Data was scraped from drugs.com using a script that extracted information on different drugs, their side effects, and user reviews. The script iterated through multiple pages of reviews per drug, resulting in a dataset of 57,675 rows.

Figure 1. Example Row of the scraped dataset

Creation of the Dataset

The web-scraped dataset was merged with a secondary dataset from Kaggle, which contained specific drug details like alcohol compatibility, pregnancy considerations, and FDA approval status. This merged dataset underwent a data cleaning process to prepare it for analysis.

Descriptive Data Analysis

An initial analysis of the dataset examined the distribution of attributes and visualized them. The numerical attributes, such as 'rating' and 'usefulCount,' did not follow a normal distribution. The text attributes were analyzed based on review length, revealing an average length of 95 words per review. Common side effects and top conditions treated by the drugs were also identified and visualized.

Figure 2. Top 10 Most Common Side Effects

Clustering with TF-IDF

Two distinct clustering analyses were conducted: one for clustering reviews based on conditions and another for clustering side effects based on conditions. The input for clustering was the sparse matrix derived from applying TF-IDF to the text attributes.

Description of Clustering Algorithms

DBSCAN: A density-based algorithm that groups points into high-density areas, identifying clusters of arbitrary shapes and handling noise in the data.
CURE: Utilizes a hierarchical strategy by compressing the dataset using cluster representatives, enhancing efficiency.
KMeans: Partitions data into K distinct clusters, aiming to minimize variance within each cluster.
Agglomerative Hierarchical Clustering: Constructs a cluster hierarchy by iteratively merging the most similar clusters, building a dendrogram illustrating data relationships.
Manually Implemented Algorithm: A handcrafted algorithm closely following the idea of KMeans without using the prebuilt KMeans library from sklearn.cluster.

Figure 3. Performance metrics

Clustering Based on Reviews

Experiments with different numbers of conditions indicated that 15 conditions provided the optimal computational cost. The dataset was filtered by reviews, stopwords were applied, and TF-IDF was used to convert text data into numerical form. KMeans and DBSCAN clustering algorithms were compared, with KMeans showing better performance. The conclusion was that conditions with fewer clusters had clearer expectations.

Clustering Based on Side Effects

The clustering was performed on medicines' side effects given a particular condition.
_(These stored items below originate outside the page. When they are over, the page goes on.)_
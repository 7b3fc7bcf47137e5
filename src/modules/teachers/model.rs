use serde::{Deserialize, Serialize};
use utoipa::ToSchema;

pub use schoolhub_models::principals::{
    CreateTeacherDto, IssuedCredentials, PrincipalProfile, UpdateTeacherDto,
};

/// Returned once, when the teacher is created.
#[derive(Debug, Clone, Serialize, Deserialize, ToSchema)]
#[serde(rename_all = "camelCase")]
pub struct TeacherCreatedResponse {
    pub teacher: PrincipalProfile,
    pub credentials: IssuedCredentials,
}
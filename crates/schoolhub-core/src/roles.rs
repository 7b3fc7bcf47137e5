//! Principal roles.
//!
//! Roles form a closed set. Anything that is not one of the four values below
//! fails to deserialize, so an unknown role string can never fall through a
//! permission check.

use serde::{Deserialize, Serialize};
use std::fmt;
use std::str::FromStr;
use utoipa::ToSchema;

#[derive(
    Debug, Clone, Copy, PartialEq, Eq, Hash, Serialize, Deserialize, sqlx::Type, ToSchema,
)]
#[serde(rename_all = "SCREAMING_SNAKE_CASE")]
#[sqlx(type_name = "principal_role", rename_all = "SCREAMING_SNAKE_CASE")]
pub enum Role {
    SuperAdmin,
    Admin,
    Teacher,
    Student,
}

impl Role {
    pub const ALL: [Role; 4] = [Role::SuperAdmin, Role::Admin, Role::Teacher, Role::Student];

    pub fn as_str(&self) -> &'static str {
        match self {
            Role::SuperAdmin => "SUPER_ADMIN",
            Role::Admin => "ADMIN",
            Role::Teacher => "TEACHER",
            Role::Student => "STUDENT",
        }
    }

    /// Every role except SUPER_ADMIN belongs to exactly one school.
    pub fn is_school_scoped(&self) -> bool {
        match self {
            Role::SuperAdmin => false,
            Role::Admin | Role::Teacher | Role::Student => true,
        }
    }

    /// Roles that manage a school's day-to-day records.
    pub fn is_staff(&self) -> bool {
        match self {
            Role::Admin | Role::Teacher => true,
            Role::SuperAdmin | Role::Student => false,
        }
    }
}

impl fmt::Display for Role {
    fn fmt(&self, f: &mut fmt::Formatter<'_>) -> fmt::Result {
        f.write_str(self.as_str())
    }
}

#[derive(Debug, Clone, PartialEq, Eq)]
pub struct UnknownRole(pub String);

impl fmt::Display for UnknownRole {
    fn fmt(&self, f: &mut fmt::Formatter<'_>) -> fmt::Result {
        write!(f, "unknown role: {}", self.0)
    }
}

impl std::error::Error for UnknownRole {}

impl FromStr for Role {
    type Err = UnknownRole;

    fn from_str(s: &str) -> Result<Self, Self::Err> {
        match s {
            "SUPER_ADMIN" => Ok(Role::SuperAdmin),
            "ADMIN" => Ok(Role::Admin),
            "TEACHER" => Ok(Role::Teacher),
            "STUDENT" => Ok(Role::Student),
            other => Err(UnknownRole(other.to_string())),
        }
    }
}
Similar to the review clustering, DBSCAN yielded poor results, while KMeans, Agglomerative Hierarchical Clustering, and the manually implemented algorithm showed well-defined clusters.

Evaluation of Clustering

Clustering performance was evaluated using metrics such as the Davies-Bouldin index, silhouette score, and Calinski-Harabasz index. The results indicated that KMeans and the manually implemented algorithm provided moderate performance and well-defined clusters, unlike DBSCAN.

Recommendation System

Three recommendation systems were implemented, each taking a medical condition and a drug as inputs to provide similar medication recommendations. The systems differ in preprocessing and statistical methods used for assessing similarity.

Recommendation System 1a (Patient)

This system is designed for patient use, employing TF-IDF and cosine similarity to recommend drugs based on user input reviews. The output includes average ratings, conditions treated, and drug classes.
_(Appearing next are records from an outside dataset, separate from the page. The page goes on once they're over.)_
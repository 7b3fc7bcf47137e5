//! In-memory [`Store`] backend.
//!
//! All tables live behind a single `parking_lot::RwLock`. Every method takes the
//! lock once and releases it before returning, so uniqueness checks and the
//! write they guard are atomic with respect to other callers. The lock is
//! never held across an `.await`.

use std::collections::HashMap;
use std::sync::Arc;

use async_trait::async_trait;
use chrono::{DateTime, NaiveDate, Utc};
use parking_lot::RwLock;
use schoolhub_config::AttendancePolicy;
use schoolhub_core::Role;
use schoolhub_models::attendance::Attendance;
use schoolhub_models::classes::Class;
use schoolhub_models::fees::{Fee, FeeStatus};
use schoolhub_models::principals::Principal;
use schoolhub_models::schools::School;
use schoolhub_models::stats::{PlatformStats, SchoolStats, UserBreakdown};
use schoolhub_models::timetable::{TimetableEntry, TimetableSlot};
use schoolhub_models::{AttendanceId, ClassId, FeeId, PrincipalId, SchoolId, TimetableEntryId};

use crate::error::{CLASS_HAS_HISTORY, Duplicate, StoreError, StoreResult};
use crate::store::{
    AttendanceRepository, ClassRepository, FeeRepository, PrincipalRepository, SchoolRepository,
    StatsRepository, Store, TimetableRepository,
};

#[derive(Default)]
struct Tables {
    schools: HashMap<SchoolId, School>,
    principals: HashMap<PrincipalId, Principal>,
    classes: HashMap<ClassId, Class>,
    timetable: HashMap<TimetableEntryId, TimetableEntry>,
    attendance: HashMap<AttendanceId, Attendance>,
    fees: HashMap<FeeId, Fee>,
}

fn matches_login(p: &Principal, login: &str) -> bool {
    p.login_id == login || p.email.eq_ignore_ascii_case(login)
}

impl Tables {
    fn check_principal_unique(&self, candidate: &Principal) -> StoreResult<()> {
        for other in self.principals.values().filter(|p| p.id != candidate.id) {
            if other.email.eq_ignore_ascii_case(&candidate.email) {
                return Err(StoreError::Conflict(Duplicate::Email));
            }
            if other.school_id == candidate.school_id && other.login_id == candidate.login_id {
                return Err(StoreError::Conflict(Duplicate::LoginId));
            }
            if other.school_id == candidate.school_id
                && candidate.admission_number.is_some()
                && other.admission_number == candidate.admission_number
            {
                return Err(StoreError::Conflict(Duplicate::AdmissionNumber));
            }
        }
        Ok(())
    }

    fn slot_occupant(
        &self,
        slot: &TimetableSlot,
        excluding: Option<TimetableEntryId>,
    ) -> Option<&TimetableEntry> {
        self.timetable
            .values()
            .find(|e| Some(e.id) != excluding && &e.slot() == slot)
    }
}

#[derive(Clone, Default)]
pub struct MemoryStore {
    tables: Arc<RwLock<Tables>>,
}

impl MemoryStore {
    pub fn new() -> Self {
        Self::default()
    }
}

impl Store for MemoryStore {
    fn backend(&self) -> &'static str {
        "memory"
    }
}

#[async_trait]
impl SchoolRepository for MemoryStore {
    async fn insert_school(&self, school: &School) -> StoreResult<()> {
        let mut t = self.tables.write();
        if t.schools.contains_key(&school.school_id) {
            return Err(StoreError::Conflict(Duplicate::SchoolId));
        }
        t.schools.insert(school.school_id.clone(), school.clone());
        Ok(())
    }

    async fn insert_school_with_admin(
        &self,
        school: &School,
        admin: &Principal,
    ) -> StoreResult<()> {
        let mut t = self.tables.write();
        if t.schools.contains_key(&school.school_id) {
            return Err(StoreError::Conflict(Duplicate::SchoolId));
        }
        t.check_principal_unique(admin)?;
        t.schools.insert(school.school_id.clone(), school.clone());
        t.principals.insert(admin.id, admin.clone());
        Ok(())
    }

    async fn find_school(&self, school_id: &SchoolId) -> StoreResult<Option<School>> {
        Ok(self.tables.read().schools.get(school_id).cloned())
    }

    async fn list_active_schools(&self) -> StoreResult<Vec<School>> {
        let mut schools: Vec<School> = self
            .tables
            .read()
            .schools
            .values()
            .filter(|s| s.is_active)
            .cloned()
            .collect();
        schools.sort_by(|a, b| a.name.cmp(&b.name));
        Ok(schools)
    }

    async fn update_school(&self, school: &School) -> StoreResult<()> {
        let mut t = self.tables.write();
        let stored = t
            .schools
            .get_mut(&school.school_id)
            .ok_or(StoreError::NotFound)?;
        *stored = School {
            updated_at: Utc::now(),
            ..school.clone()
        };
        Ok(())
    }

    async fn deactivate_school(&self, school_id: &SchoolId) -> StoreResult<u64> {
        let mut t = self.tables.write();
        let now = Utc::now();
        let school = t.schools.get_mut(school_id).ok_or(StoreError::NotFound)?;
        school.is_active = false;
        school.updated_at = now;

        let mut deactivated = 0;
        for p in t
            .principals
            .values_mut()
            .filter(|p| p.school_id.as_ref() == Some(school_id) && p.is_active)
        {
            p.is_active = false;
            p.updated_at = now;
            deactivated += 1;
        }
        Ok(deactivated)
    }
}

#[async_trait]
impl PrincipalRepository for MemoryStore {
    async fn insert_principal(&self, principal: &Principal) -> StoreResult<()> {
        let mut t = self.tables.write();
        t.check_principal_unique(principal)?;
        t.principals.insert(principal.id, principal.clone());
        Ok(())
    }

    async fn find_principal(&self, id: PrincipalId) -> StoreResult<Option<Principal>> {
        Ok(self.tables.read().principals.get(&id).cloned())
    }

    async fn find_super_admin(&self, login: &str) -> StoreResult<Option<Principal>> {
        Ok(self
            .tables
            .read()
            .principals
            .values()
            .find(|p| p.role == Role::SuperAdmin && matches_login(p, login))
            .cloned())
    }

    async fn first_super_admin(&self) -> StoreResult<Option<Principal>> {
        Ok(self
            .tables
            .read()
            .principals
            .values()
            .filter(|p| p.role == Role::SuperAdmin)
            .min_by_key(|p| p.created_at)
            .cloned())
    }

    async fn find_school_principal(
        &self,
        school_id: &SchoolId,
        login: &str,
    ) -> StoreResult<Option<Principal>> {
        Ok(self
            .tables
            .read()
            .principals
            .values()
            .find(|p| p.school_id.as_ref() == Some(school_id) && matches_login(p, login))
            .cloned())
    }

    async fn find_principal_in_school(
        &self,
        school_id: &SchoolId,
        id: PrincipalId,
        role: Role,
    ) -> StoreResult<Option<Principal>> {
        Ok(self
            .tables
            .read()
            .principals
            .get(&id)
            .filter(|p| p.school_id.as_ref() == Some(school_id) && p.role == role)
            .cloned())
    }

    async fn list_principals(
        &self,
        school_id: &SchoolId,
        role: Role,
    ) -> StoreResult<Vec<Principal>> {
        let mut list: Vec<Principal> = self
            .tables
            .read()
            .principals
            .values()
            .filter(|p| p.school_id.as_ref() == Some(school_id) && p.role == role && p.is_active)
            .cloned()
            .collect();
        list.sort_by(|a, b| {
            (&a.last_name, &a.first_name).cmp(&(&b.last_name, &b.first_name))
        });
        Ok(list)
    }

    async fn email_exists(&self, email: &str, excluding: Option<PrincipalId>) -> StoreResult<bool> {
        Ok(self
            .tables
            .read()
            .principals
            .values()
            .any(|p| Some(p.id) != excluding && p.email.eq_ignore_ascii_case(email)))
    }

    async fn login_id_exists(
        &self,
        school_id: Option<&SchoolId>,
        login_id: &str,
    ) -> StoreResult<bool> {
        Ok(self
            .tables
            .read()
            .principals
            .values()
            .any(|p| p.school_id.as_ref() == school_id && p.login_id == login_id))
    }

    async fn admission_number_exists(
        &self,
        school_id: &SchoolId,
        admission_number: &str,
        excluding: Option<PrincipalId>,
    ) -> StoreResult<bool> {
        Ok(self.tables.read().principals.values().any(|p| {
            Some(p.id) != excluding
                && p.school_id.as_ref() == Some(school_id)
                && p.admission_number.as_deref() == Some(admission_number)
        }))
    }

    async fn update_principal(&self, principal: &Principal) -> StoreResult<()> {
        let mut t = self.tables.write();
        match t.principals.get(&principal.id) {
            Some(stored) if stored.school_id == principal.school_id => {}
            _ => return Err(StoreError::NotFound),
        }
        t.check_principal_unique(principal)?;
        t.principals.insert(
            principal.id,
            Principal {
                updated_at: Utc::now(),
                ..principal.clone()
            },
        );
        Ok(())
    }

    async fn record_login(&self, id: PrincipalId, at: DateTime<Utc>) -> StoreResult<()> {
        let mut t = self.tables.write();
        let p = t.principals.get_mut(&id).ok_or(StoreError::NotFound)?;
        p.last_login = Some(at);
        Ok(())
    }
}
Recommendation System 1b (Health Professionals)

This system focuses on health professionals, using TF-IDF and cosine similarity to recommend drugs and provide a word cloud of the most important side effects. It helps professionals find similar drugs for their patients and understand common side effects.

Figure 4. Wordcloud output of the recommendation system 1b example

Recommendation System 2 (TF-IDF, Clustering, Jaccard Similarity)

This system clusters medications based on side effects and computes Jaccard similarity to recommend similar drugs. It combines clustering output with similarity scores to provide recommendations.

Conclusion

The project screated a useful dataset, performing clustering analyses, and developing recommendation systems. KMeans proved to be the most effective clustering algorithm for drug ratings and side effects. The recommendation systems, despite using different methods, often obtained the same output, demonstrating their reliability. These findings contribute to the advancement of clustering algorithms and recommendation systems in drug analysis.